Selon un rapport publié en 2011 par le Harvard Business Review, les parrains ou marraines offrent non seulement des conseils à leurs protégées, mais vont aussi les représenter, les défendre, les préparer et les pousser à se dépasser. Dans la même étude, on constate que les hommes, tout comme les femmes, négligent l’importance d’avoir un bon réseau d’alliés sur le plan professionnel, ou ont de la difficulté à l’entretenir. Cependant, les femmes ont 54 % moins de chances que les hommes d’avoir quelqu’un pour les appuyer.
Sachant que les données relatives à la parité en milieu de travail s’améliorent lentement mais sûrement, nous devons, à titre de dirigeantes, nous mobiliser pour cibler les obstacles, bâtir un réseau d’alliés, nous mettre de l’avant et, surtout, être des alliées pour les autres. J’ai eu de la chance : de nombreuses personnes m’ont prise sous leur aile au cours de ma carrière, en particulier une doyenne avec qui je travaillais lorsque j’étais directrice des programmes de premier cycle de mon département. À noter que j’ai pris moi-même l’initiative d’accepter ce poste, mais cette doyenne a su voir mon potentiel et a poussé ma candidature comme doyenne associée.
Quel conseil donneriez-vous à la prochaine génération de dirigeantes?
Il faut aider les autres à notre tour. C’est d’ailleurs ce qui m’a attirée à l’Université York : l’importance qu’elle accorde à l’accessibilité de l’éducation. Dans notre Plan académique 2020-2025 : Bâtir un avenir meilleur, nous invitons tout le monde à s’engager concrètement pour faire avancer les objectifs de développement durable des Nations Unies, dont le cinquième objectif qui porte sur l’égalité des sexes, afin d’offrir un accès équitable à l’éducation et de faire progresser l’équité dans le milieu de la recherche.
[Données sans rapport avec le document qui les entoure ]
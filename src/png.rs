use byteorder::{BigEndian, WriteBytesExt};
use std::io::{self, Write};
use tracing::debug;

use super::crc::Crc32;
use super::deflate::{deflate_compress, Compression};
use super::error::{Error, Result};
use super::image::{PixelBuffer, BYTES_PER_PIXEL};

/// The eight bytes every PNG file starts with.
pub const PNG_SIGNATURE: &'static [u8; 8] = b"\x89PNG\r\n\x1a\n";

/// The bit depth of every image this encoder writes.
pub const BIT_DEPTH: u8 = 8;

/// The PNG color type of every image this encoder writes (truecolor with
/// alpha).
pub const COLOR_TYPE_RGBA: u8 = 6;

// The length of the IHDR chunk's data field, in bytes:
const IHDR_LENGTH: usize = 13;

// PNG limits image dimensions to 2^31 - 1:
const MAX_DIMENSION: u32 = 0x7FFF_FFFF;

// Scanline filter type "none":
const FILTER_NONE: u8 = 0;

/// An encoded PNG file.
#[derive(Clone, Debug, Eq, PartialEq)]
pub struct PngImage {
    width: u32,
    height: u32,
    data: Vec<u8>,
}

impl PngImage {
    /// Returns the width of the encoded image, in pixels.
    pub fn width(&self) -> u32 {
        self.width
    }

    /// Returns the height of the encoded image, in pixels.
    pub fn height(&self) -> u32 {
        self.height
    }

    /// Returns the encoded file contents.
    pub fn data(&self) -> &[u8] {
        &self.data
    }

    /// Returns the length of the encoded file, in bytes.
    pub fn len(&self) -> usize {
        self.data.len()
    }

    /// Consumes the image, returning the encoded file contents.
    pub fn into_data(self) -> Vec<u8> {
        self.data
    }

    /// Writes the encoded file to a writer.
    pub fn write<W: Write>(&self, mut writer: W) -> io::Result<()> {
        writer.write_all(&self.data)
    }
}

/// Encodes pixel buffers as 8-bit RGBA, non-interlaced PNG files.
#[derive(Clone, Copy, Debug, Default)]
pub struct PngEncoder {
    compression: Compression,
}

impl PngEncoder {
    /// Creates an encoder using the default compression level.
    pub fn new() -> PngEncoder {
        PngEncoder::default()
    }

    /// Sets the compression level used for image data.
    pub fn compression(mut self, compression: Compression) -> PngEncoder {
        self.compression = compression;
        self
    }

    /// Encodes the buffer.  The output is a signature followed by exactly
    /// one IHDR, one IDAT and one IEND chunk.
    pub fn encode(&self, image: &PixelBuffer) -> Result<PngImage> {
        let (width, height) = (image.width(), image.height());
        check_dimensions(width, height)?;
        let idat = deflate_compress(&scanlines(image), self.compression);
        if idat.len() > u32::MAX as usize {
            return Err(Error::TooLarge("PNG image data"));
        }

        let mut ihdr = Vec::with_capacity(IHDR_LENGTH);
        ihdr.write_u32::<BigEndian>(width)?;
        ihdr.write_u32::<BigEndian>(height)?;
        ihdr.write_all(&[BIT_DEPTH, COLOR_TYPE_RGBA, 0, 0, 0])?;

        // Signature plus three 12-byte chunk frames:
        let mut data = Vec::with_capacity(8 + 36 + IHDR_LENGTH + idat.len());
        data.write_all(PNG_SIGNATURE)?;
        write_chunk(&mut data, b"IHDR", &ihdr)?;
        write_chunk(&mut data, b"IDAT", &idat)?;
        write_chunk(&mut data, b"IEND", &[])?;
        debug!(width,
               height,
               level = self.compression.level(),
               bytes = data.len(),
               "encoded PNG");
        Ok(PngImage {
            width,
            height,
            data,
        })
    }
}

/// Encodes the buffer as a PNG file using the default compression level.
pub fn encode_png(image: &PixelBuffer) -> Result<PngImage> {
    PngEncoder::new().encode(image)
}

/// Encodes raw RGBA bytes as a PNG file.  Returns an error if either
/// dimension is zero, or if `rgba` is not exactly `width * height * 4`
/// bytes long.
pub fn encode_rgba(width: u32, height: u32, rgba: &[u8]) -> Result<PngImage> {
    encode_png(&PixelBuffer::from_rgba(width, height, rgba.to_vec())?)
}

/// Writes one chunk: big-endian data length, type tag, data, then the
/// CRC-32 of tag and data.
pub fn write_chunk<W: Write>(mut writer: W,
                             chunk_type: &[u8; 4],
                             data: &[u8])
                             -> io::Result<()> {
    let length = u32::try_from(data.len()).map_err(|_| {
        io::Error::new(io::ErrorKind::InvalidInput, "chunk data too long")
    })?;
    let mut crc = Crc32::new();
    crc.update(chunk_type);
    crc.update(data);
    writer.write_u32::<BigEndian>(length)?;
    writer.write_all(chunk_type)?;
    writer.write_all(data)?;
    writer.write_u32::<BigEndian>(crc.finalize())?;
    Ok(())
}

fn check_dimensions(width: u32, height: u32) -> Result<()> {
    if width > MAX_DIMENSION || height > MAX_DIMENSION {
        return Err(Error::TooLarge("PNG image dimensions"));
    }
    Ok(())
}

/// Lays out the raw scanline stream: each row is a filter-type byte
/// followed by the row's pixels, unfiltered.
fn scanlines(image: &PixelBuffer) -> Vec<u8> {
    let stride = image.width() as usize * BYTES_PER_PIXEL;
    let mut raw = Vec::with_capacity((stride + 1) * image.height() as usize);
    for y in 0..image.height() {
        raw.push(FILTER_NONE);
        raw.extend_from_slice(image.row(y));
    }
    raw
}

#[cfg(test)]
mod tests {
    use super::*;
    use miniz_oxide::inflate::decompress_to_vec_zlib;

    #[test]
    fn write_empty_chunk() {
        let mut output = Vec::new();
        write_chunk(&mut output, b"IEND", &[]).expect("write failed");
        assert_eq!(b"\0\0\0\0IEND\xae\x42\x60\x82", &output as &[u8]);
    }

    #[test]
    fn one_by_one_header() {
        let image = PixelBuffer::filled(1, 1, [0, 0, 0, 255]).unwrap();
        let png = encode_png(&image).expect("encode failed");
        let data = png.data();
        assert_eq!(&data[..8], PNG_SIGNATURE);
        assert_eq!(&data[8..16], b"\0\0\0\x0dIHDR");
        assert_eq!(&data[16..29],
                   b"\0\0\0\x01\0\0\0\x01\x08\x06\0\0\0");
        assert_eq!(&data[29..33], b"\x1f\x15\xc4\x89");
        assert_eq!(&data[data.len() - 12..],
                   b"\0\0\0\0IEND\xae\x42\x60\x82");
        assert_eq!((png.width(), png.height()), (1, 1));
    }

    #[test]
    fn idat_holds_unfiltered_rows() {
        let mut image = PixelBuffer::new(2, 2).unwrap();
        image.set_pixel(1, 0, [1, 2, 3, 4]);
        image.set_pixel(0, 1, [5, 6, 7, 8]);
        let png = PngEncoder::new()
            .compression(Compression::NONE)
            .encode(&image)
            .unwrap();
        let data = png.data();
        let idat_start = 8 + 12 + IHDR_LENGTH;
        let length = u32::from_be_bytes([data[idat_start],
                                         data[idat_start + 1],
                                         data[idat_start + 2],
                                         data[idat_start + 3]]) as usize;
        assert_eq!(&data[idat_start + 4..idat_start + 8], b"IDAT");
        let payload = &data[idat_start + 8..idat_start + 8 + length];
        let raw = decompress_to_vec_zlib(payload).expect("inflate failed");
        assert_eq!(raw,
                   vec![0, 0, 0, 0, 0, 1, 2, 3, 4,
                        0, 5, 6, 7, 8, 0, 0, 0, 0]);
    }

    #[test]
    fn encode_rgba_validates_input() {
        assert!(matches!(encode_rgba(0, 1, &[]),
                         Err(Error::InvalidDimensions { .. })));
        assert!(matches!(encode_rgba(1, 1, &[0, 0, 0]),
                         Err(Error::BufferLength { .. })));
        assert!(encode_rgba(1, 1, &[0, 0, 0, 0]).is_ok());
    }

    #[test]
    fn dimensions_past_png_limit_are_too_large() {
        assert!(check_dimensions(MAX_DIMENSION, 1).is_ok());
        let err = check_dimensions(MAX_DIMENSION + 1, 1).unwrap_err();
        assert!(matches!(err, Error::TooLarge("PNG image dimensions")));
        assert!(err.is_invalid_input());
        assert!(check_dimensions(1, u32::MAX).is_err());
    }

    #[test]
    fn same_input_same_bytes() {
        let image = PixelBuffer::filled(9, 7, [12, 34, 56, 78]).unwrap();
        let encoder = PngEncoder::new().compression(Compression::BEST);
        assert_eq!(encoder.encode(&image).unwrap(),
                   encoder.encode(&image).unwrap());
    }
}
use std::fmt;
use std::str::FromStr;

use super::error::Error;

/// Every icon type, in order of increasing pixel size.
const ALL_ICON_TYPES: [IconType; 11] = [IconType::RGBA32_16x16,
                                        IconType::RGBA32_16x16_2x,
                                        IconType::RGBA32_32x32,
                                        IconType::RGBA32_32x32_2x,
                                        IconType::RGBA32_64x64,
                                        IconType::RGBA32_128x128,
                                        IconType::RGBA32_128x128_2x,
                                        IconType::RGBA32_256x256,
                                        IconType::RGBA32_256x256_2x,
                                        IconType::RGBA32_512x512,
                                        IconType::RGBA32_512x512_2x];

/// The ICNS slots that hold PNG-encoded icons.
#[allow(non_camel_case_types)]
#[derive(Clone, Copy, Debug, Eq, Hash, Ord, PartialEq, PartialOrd)]
pub enum IconType {
    /// 16x16 32-bit icon.
    RGBA32_16x16,
    /// 16x16 32-bit icon at 2x "retina" density (so, 32 by 32 pixels).
    RGBA32_16x16_2x,
    /// 32x32 32-bit icon.
    RGBA32_32x32,
    /// 32x32 32-bit icon at 2x "retina" density (so, 64 by 64 pixels).
    RGBA32_32x32_2x,
    /// 64x64 32-bit icon.
    RGBA32_64x64,
    /// 128x128 32-bit icon.
    RGBA32_128x128,
    /// 128x128 32-bit icon at 2x "retina" density (so, 256 by 256 pixels).
    RGBA32_128x128_2x,
    /// 256x256 32-bit icon.
    RGBA32_256x256,
    /// 256x256 32-bit icon at 2x "retina" density (so, 512 by 512 pixels).
    RGBA32_256x256_2x,
    /// 512x512 32-bit icon.
    RGBA32_512x512,
    /// 512x512 32-bit icon at 2x "retina" density (so, 1024 by 1024 pixels).
    RGBA32_512x512_2x,
}

impl IconType {
    /// Get the icon type associated with the given OSType, if any.
    pub fn from_ostype(ostype: OSType) -> Option<IconType> {
        let OSType(raw_ostype) = ostype;
        match &raw_ostype {
            b"icp4" => Some(IconType::RGBA32_16x16),
            b"ic11" => Some(IconType::RGBA32_16x16_2x),
            b"icp5" => Some(IconType::RGBA32_32x32),
            b"ic12" => Some(IconType::RGBA32_32x32_2x),
            b"icp6" => Some(IconType::RGBA32_64x64),
            b"ic07" => Some(IconType::RGBA32_128x128),
            b"ic13" => Some(IconType::RGBA32_128x128_2x),
            b"ic08" => Some(IconType::RGBA32_256x256),
            b"ic14" => Some(IconType::RGBA32_256x256_2x),
            b"ic09" => Some(IconType::RGBA32_512x512),
            b"ic10" => Some(IconType::RGBA32_512x512_2x),
            _ => None,
        }
    }

    /// Get the OSType that represents this icon type.
    pub fn ostype(self) -> OSType {
        match self {
            IconType::RGBA32_16x16 => OSType(*b"icp4"),
            IconType::RGBA32_16x16_2x => OSType(*b"ic11"),
            IconType::RGBA32_32x32 => OSType(*b"icp5"),
            IconType::RGBA32_32x32_2x => OSType(*b"ic12"),
            IconType::RGBA32_64x64 => OSType(*b"icp6"),
            IconType::RGBA32_128x128 => OSType(*b"ic07"),
            IconType::RGBA32_128x128_2x => OSType(*b"ic13"),
            IconType::RGBA32_256x256 => OSType(*b"ic08"),
            IconType::RGBA32_256x256_2x => OSType(*b"ic14"),
            IconType::RGBA32_512x512 => OSType(*b"ic09"),
            IconType::RGBA32_512x512_2x => OSType(*b"ic10"),
        }
    }

    /// Returns the icon type whose pixel data has the given dimensions.
    /// Square sizes stored by both a 1x and a 2x slot resolve to the 1x
    /// slot.
    ///
    /// # Examples
    /// ```
    /// use iconkit::IconType;
    /// assert_eq!(IconType::from_pixel_size(32, 32),
    ///            Some(IconType::RGBA32_32x32));
    /// assert_eq!(IconType::from_pixel_size(1024, 1024),
    ///            Some(IconType::RGBA32_512x512_2x));
    /// assert_eq!(IconType::from_pixel_size(48, 48), None);
    /// ```
    pub fn from_pixel_size(width: u32, height: u32) -> Option<IconType> {
        if width != height {
            return None;
        }
        let matching = || {
            ALL_ICON_TYPES.iter()
                .copied()
                .filter(move |icon_type| icon_type.pixel_width() == width)
        };
        matching()
            .find(|icon_type| icon_type.pixel_density() == 1)
            .or_else(|| matching().next())
    }

    /// Returns every icon type, in order of increasing pixel size.
    pub fn all() -> &'static [IconType] {
        &ALL_ICON_TYPES
    }

    /// Returns the pixel data width of this icon type.  Normally this is the
    /// same as the screen width, but for 2x "retina" density icons, this will
    /// be twice that value.
    ///
    /// # Examples
    /// ```
    /// use iconkit::IconType;
    /// assert_eq!(IconType::RGBA32_64x64.pixel_width(), 64);
    /// assert_eq!(IconType::RGBA32_256x256.pixel_width(), 256);
    /// assert_eq!(IconType::RGBA32_256x256_2x.pixel_width(), 512);
    /// ```
    pub fn pixel_width(self) -> u32 {
        self.screen_width() * self.pixel_density()
    }

    /// Returns the pixel data height of this icon type.  ICNS icons are
    /// square, so this always equals the pixel width.
    pub fn pixel_height(self) -> u32 {
        self.pixel_width()
    }

    /// Returns the pixel density for this icon type -- that is, 2 for 2x
    /// "retina" density icons, or 1 for other icon types.
    pub fn pixel_density(self) -> u32 {
        match self {
            IconType::RGBA32_16x16_2x |
            IconType::RGBA32_32x32_2x |
            IconType::RGBA32_128x128_2x |
            IconType::RGBA32_256x256_2x |
            IconType::RGBA32_512x512_2x => 2,
            _ => 1,
        }
    }

    /// Returns the screen width of this icon type.  Normally this is the same
    /// as the pixel width, but for 2x "retina" density icons, this will be
    /// half that value.
    ///
    /// # Examples
    /// ```
    /// use iconkit::IconType;
    /// assert_eq!(IconType::RGBA32_16x16_2x.screen_width(), 16);
    /// assert_eq!(IconType::RGBA32_512x512_2x.screen_width(), 512);
    /// ```
    pub fn screen_width(self) -> u32 {
        match self {
            IconType::RGBA32_16x16 | IconType::RGBA32_16x16_2x => 16,
            IconType::RGBA32_32x32 | IconType::RGBA32_32x32_2x => 32,
            IconType::RGBA32_64x64 => 64,
            IconType::RGBA32_128x128 | IconType::RGBA32_128x128_2x => 128,
            IconType::RGBA32_256x256 | IconType::RGBA32_256x256_2x => 256,
            IconType::RGBA32_512x512 | IconType::RGBA32_512x512_2x => 512,
        }
    }
}

/// A Macintosh OSType (also known as a ResType), used in ICNS files to
/// identify the type of each icon element.
#[derive(Clone, Copy, Debug, Eq, Hash, Ord, PartialEq, PartialOrd)]
pub struct OSType(pub [u8; 4]);

impl fmt::Display for OSType {
    fn fmt(&self, out: &mut fmt::Formatter) -> fmt::Result {
        let &OSType(raw) = self;
        for &byte in &raw {
            write!(out, "{}", char::from(byte))?;
        }
        Ok(())
    }
}

impl FromStr for OSType {
    type Err = Error;

    fn from_str(input: &str) -> Result<OSType, Error> {
        let bytes = input.as_bytes();
        if bytes.len() != 4 || !bytes.is_ascii() {
            return Err(Error::InvalidOSType(input.to_string()));
        }
        let mut raw = [0u8; 4];
        raw.clone_from_slice(bytes);
        Ok(OSType(raw))
    }
}

#[cfg(test)]
mod tests {
    use super::*;

    #[test]
    fn icon_type_ostype_round_trip() {
        for icon_type in IconType::all() {
            let ostype = icon_type.ostype();
            let from = IconType::from_ostype(ostype);
            assert_eq!(Some(*icon_type), from);
        }
    }

    #[test]
    fn all_is_sorted_by_pixel_size() {
        let sizes: Vec<u32> =
            IconType::all().iter().map(|t| t.pixel_width()).collect();
        assert_eq!(sizes, vec![16, 32, 32, 64, 64, 128, 256, 256, 512, 512,
                               1024]);
    }

    #[test]
    fn pixel_size_prefers_single_density() {
        assert_eq!(IconType::from_pixel_size(64, 64),
                   Some(IconType::RGBA32_64x64));
        assert_eq!(IconType::from_pixel_size(256, 256),
                   Some(IconType::RGBA32_256x256));
        assert_eq!(IconType::from_pixel_size(512, 512),
                   Some(IconType::RGBA32_512x512));
        assert_eq!(IconType::from_pixel_size(64, 32), None);
        assert_eq!(IconType::from_pixel_size(22, 22), None);
    }

    #[test]
    fn ostype_to_and_from_str() {
        let ostype = "ic07".parse::<OSType>().expect("failed to parse OSType");
        assert_eq!(ostype.to_string(), "ic07".to_string());
        assert_eq!(IconType::from_ostype(ostype),
                   Some(IconType::RGBA32_128x128));
    }

    #[test]
    fn ostype_from_str_failure() {
        for input in &["abc", "abcde", "", "ic\u{e9}"] {
            match input.parse::<OSType>() {
                Err(Error::InvalidOSType(ref s)) => assert_eq!(s, input),
                other => panic!("{:?} parsed as {:?}", input, other),
            }
        }
    }
}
Le meilleur conseil que je pourrais donner, c’est de reconnaître que nous faisons face à des obstacles et de s’engager à faciliter les choses pour les générations futures, sans hésiter à dénoncer les mauvaises attitudes. Malheureusement, on voit encore le manque de respect que certaines personnes réservent aux dirigeantes. Longtemps, j’ai choisi d’ignorer ces comportements, mais ça ne fait que les renforcer.